Autumn, Issue 98, Out Now

Introduction to the new edition of NUVO from editor, Claudia Cusano.

Italy has long been the backdrop for memorable films and novels, due to the art and culture of cities like Florence and Rome, the laghi (lakes) of the north, the Tuscan countryside, and the splendours of Venice. Sicily’s enormous variety of landscapes, towns, and sea views has made it a particular favourite. This lush and once prosperous island, the largest in the Mediterranean Sea, is a marvel.

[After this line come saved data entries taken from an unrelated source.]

//! Stage composition.

use std::net::SocketAddr;
use std::sync::Arc;
use std::time::Instant;

use axum::body::Body;
use axum::http::Request;
use axum::response::Response;
use futures_util::future::BoxFuture;

use crate::http::state::Snapshot;
use crate::routing::matcher::Target;
use crate::routing::table::{DomainRule, RouteRule};

/// Everything a stage may need to know about the current request.
///
/// Built once per matched request by the dispatcher and never shared.
#[derive(Debug)]
pub struct RequestContext {
    pub snapshot: Arc<Snapshot>,
    pub domain: usize,
    pub target: Target,
    pub remote: SocketAddr,
    pub tls: bool,
    /// Host header as received, port included.
    pub host: String,
    pub request_id: String,
    pub started: Instant,
}

impl RequestContext {
    pub fn domain(&self) -> &DomainRule {
        &self.snapshot.table.domains[self.domain]
    }

    /// The matched route, if the target is a proxy route.
    pub fn route(&self) -> Option<&RouteRule> {
        match self.target {
            Target::Route(i) => self.domain().routes.get(i),
            Target::Static | Target::NotFound => None,
        }
    }
}

/// One step of the policy chain.
///
/// A stage either answers the request itself (short-circuit) or calls
/// `next.run` and may post-process the response.
pub trait PolicyStage: Send + Sync {
    fn name(&self) -> &'static str;

    fn handle<'a>(
        &'a self,
        ctx: &'a RequestContext,
        req: Request<Body>,
        next: Next<'a>,
    ) -> BoxFuture<'a, Response>;
}

/// The handler at the bottom of the chain.
pub trait Terminal: Send + Sync {
    fn call<'a>(&'a self, ctx: &'a RequestContext, req: Request<Body>) -> BoxFuture<'a, Response>;
}

/// The remainder of the chain below the current stage.
#[derive(Clone, Copy)]
pub struct Next<'a> {
    stages: &'a [Box<dyn PolicyStage>],
    terminal: &'a dyn Terminal,
}

impl<'a> Next<'a> {
    /// Run the remaining stages and finally the terminal handler.
    pub fn run(self, ctx: &'a RequestContext, req: Request<Body>) -> BoxFuture<'a, Response> {
        match self.stages.split_first() {
            Some((stage, rest)) => stage.handle(
                ctx,
                req,
                Next {
                    stages: rest,
                    terminal: self.terminal,
                },
            ),
            None => self.terminal.call(ctx, req),
        }
    }
}

/// An ordered list of stages around a terminal handler.
pub struct PolicyChain {
    stages: Vec<Box<dyn PolicyStage>>,
    terminal: Box<dyn Terminal>,
}

impl PolicyChain {
    /// Create a new chain; stages run in the given order, outermost first.
    pub fn new(stages: Vec<Box<dyn PolicyStage>>, terminal: Box<dyn Terminal>) -> Self {
        Self { stages, terminal }
    }

    pub async fn run(&self, ctx: &RequestContext, req: Request<Body>) -> Response {
        Next {
            stages: &self.stages,
            terminal: self.terminal.as_ref(),
        }
        .run(ctx, req)
        .await
    }

    /// Stage names in execution order.
    pub fn stage_names(&self) -> Vec<&'static str> {
        self.stages.iter().map(|s| s.name()).collect()
    }
}
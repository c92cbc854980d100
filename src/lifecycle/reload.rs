//! Live configuration reload.
//!
//! # Responsibilities
//! - Load, validate and compile a new routing table
//! - Refresh TLS material on the running listener
//! - Swap the snapshot atomically, or keep the old one on any failure
//!
//! # Design Decisions
//! - One reload at a time; concurrent triggers queue behind a mutex
//! - Every fallible step happens before the swap
//! - Server, cache and timeout sections are read once at startup; only
//!   domains and certificates change on reload

use std::path::Path;
use std::sync::Arc;

use axum_server::tls_rustls::RustlsConfig;
use serde::Serialize;
use tokio::sync::Mutex;

use crate::config::loader::{ConfigError, ConfigSource};
use crate::http::state::GatewayState;
use crate::net::tls::reload_tls_config;
use crate::observability::metrics;
use crate::routing::table::{RoutingError, RoutingTable};

/// Why a reload was refused.
#[derive(Debug, thiserror::Error)]
pub enum ReloadError {
    #[error(transparent)]
    Config(#[from] ConfigError),

    #[error(transparent)]
    Routing(#[from] RoutingError),

    #[error("TLS reload failed: {0}")]
    Tls(#[from] std::io::Error),
}

/// What a successful reload installed.
#[derive(Debug, Clone, Serialize)]
pub struct ReloadSummary {
    pub domains: usize,
    pub routes: usize,
}

/// Performs reloads for every trigger (signal, watcher, admin API).
#[derive(Clone)]
pub struct Reloader {
    source: ConfigSource,
    state: GatewayState,
    tls: Option<RustlsConfig>,
    lock: Arc<Mutex<()>>,
}

impl Reloader {
    /// Create a new reloader. `tls` is the running HTTPS listener's config, if any.
    pub fn new(source: ConfigSource, state: GatewayState, tls: Option<RustlsConfig>) -> Self {
        Self {
            source,
            state,
            tls,
            lock: Arc::new(Mutex::new(())),
        }
    }

    pub fn source(&self) -> &ConfigSource {
        &self.source
    }

    /// Load and install the current configuration.
    pub async fn reload(&self) -> Result<ReloadSummary, ReloadError> {
        let _guard = self.lock.lock().await;

        match self.try_reload().await {
            Ok(summary) => {
                metrics::record_reload("success");
                tracing::info!(domains = summary.domains, routes = summary.routes, "Configuration reloaded");
                Ok(summary)
            }
            Err(e) => {
                metrics::record_reload("failure");
                tracing::error!(error = %e, "Reload failed. Keeping current configuration.");
                Err(e)
            }
        }
    }

    async fn try_reload(&self) -> Result<ReloadSummary, ReloadError> {
        let config = self.source.load()?;
        let table = RoutingTable::from_config(&config)?;

        match (&self.tls, config.server.tls_paths()) {
            (Some(tls), Some((cert, key))) => {
                reload_tls_config(tls, Path::new(cert), Path::new(key)).await?;
            }
            (None, Some(_)) => {
                tracing::warn!("TLS was configured after startup; restart to enable the HTTPS listener");
            }
            _ => {}
        }

        let summary = ReloadSummary {
            domains: table.len(),
            routes: table.routes().count(),
        };
        self.state.install(table);
        Ok(summary)
    }
}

Sicily is ricotta, caponata, and cassata. It is the many peoples who have made the island their home: it was colonized by the Greeks and Romans, later invaded by the Vandals, Arabs, and Normans, and produced several Italian dynasties. Sicily sounds like the vendors hawking in the markets, where stalls overflow with tomatoes, eggplants, and blood oranges. It smells like the boiling oil for arancini, the salinity of the inescapable sea, the grunge and grit of Catania. Sicily is as majestic as the palaces of Palermo and as humble as the cucina povera of the hinterland. It stands proudly separate from the rest of Italy, which locals refer to as il continente—the continent.

The southern tip of the island boasts magnificent baroque architecture, epitomized in the town of Noto, home to artist Sergio Fiorentino, who appears on our cover for this autumn edition, Issue 98. I met Fiorentino in his magnificent studio in Noto last year. The living space personifies Sicily’s old-meets-new appeal, where midcentury modern furniture and a minimalist aesthetic inhabit a grand historic building that was originally a Cistercian convent.

 

NUVO editor Claudia Cusano in Florence.

 

As Fiorentino says in the story “Blue Dreamer”, “For me, Noto was a strong stimulus in changing my life’s path.” The 50-year-old artist, after formal schooling in art and restoration, detoured into dealing in modernist design before taking up painting when he moved to Noto 12 years ago. “What I am surrounded by here immediately entered into my repertoire,” he says. “The blue of the sky and the sea which I see every day envelopes the faces of my characters.” Fiorentino’s paintings might be described as classically contemporary, with faces and figures realized in brisk blue brush strokes, the ultramarine colour a symbol of sacredness and rebirth.

We also visit Calgary chef Elia Herrera, who is making more of Mexican cuisine at her restaurant, Milpa, opened this year; university pals Guillaume Riel, Philip Staszewski, Gabrielle Rousseau, and David Kirouac, principals of the Montreal design practice Ivy Studio, who are delivering bold and bespoke spatial solutions; Toronto-born singer-songwriter Fefe Dobson, who is set to release another album, Emotion Sickness, and reclaim her pop-punk throne; and Ilia Beauty founder Sasha Plavsic, who splits her time between Vancouver and Los Angeles.

I continue to call Florence home, and yet I still don’t know why “there is something about Italy.” Maybe it’s because Italians always have something to celebrate, or perhaps when it comes to food, fashion, or art, there is nothing Italy cannot do.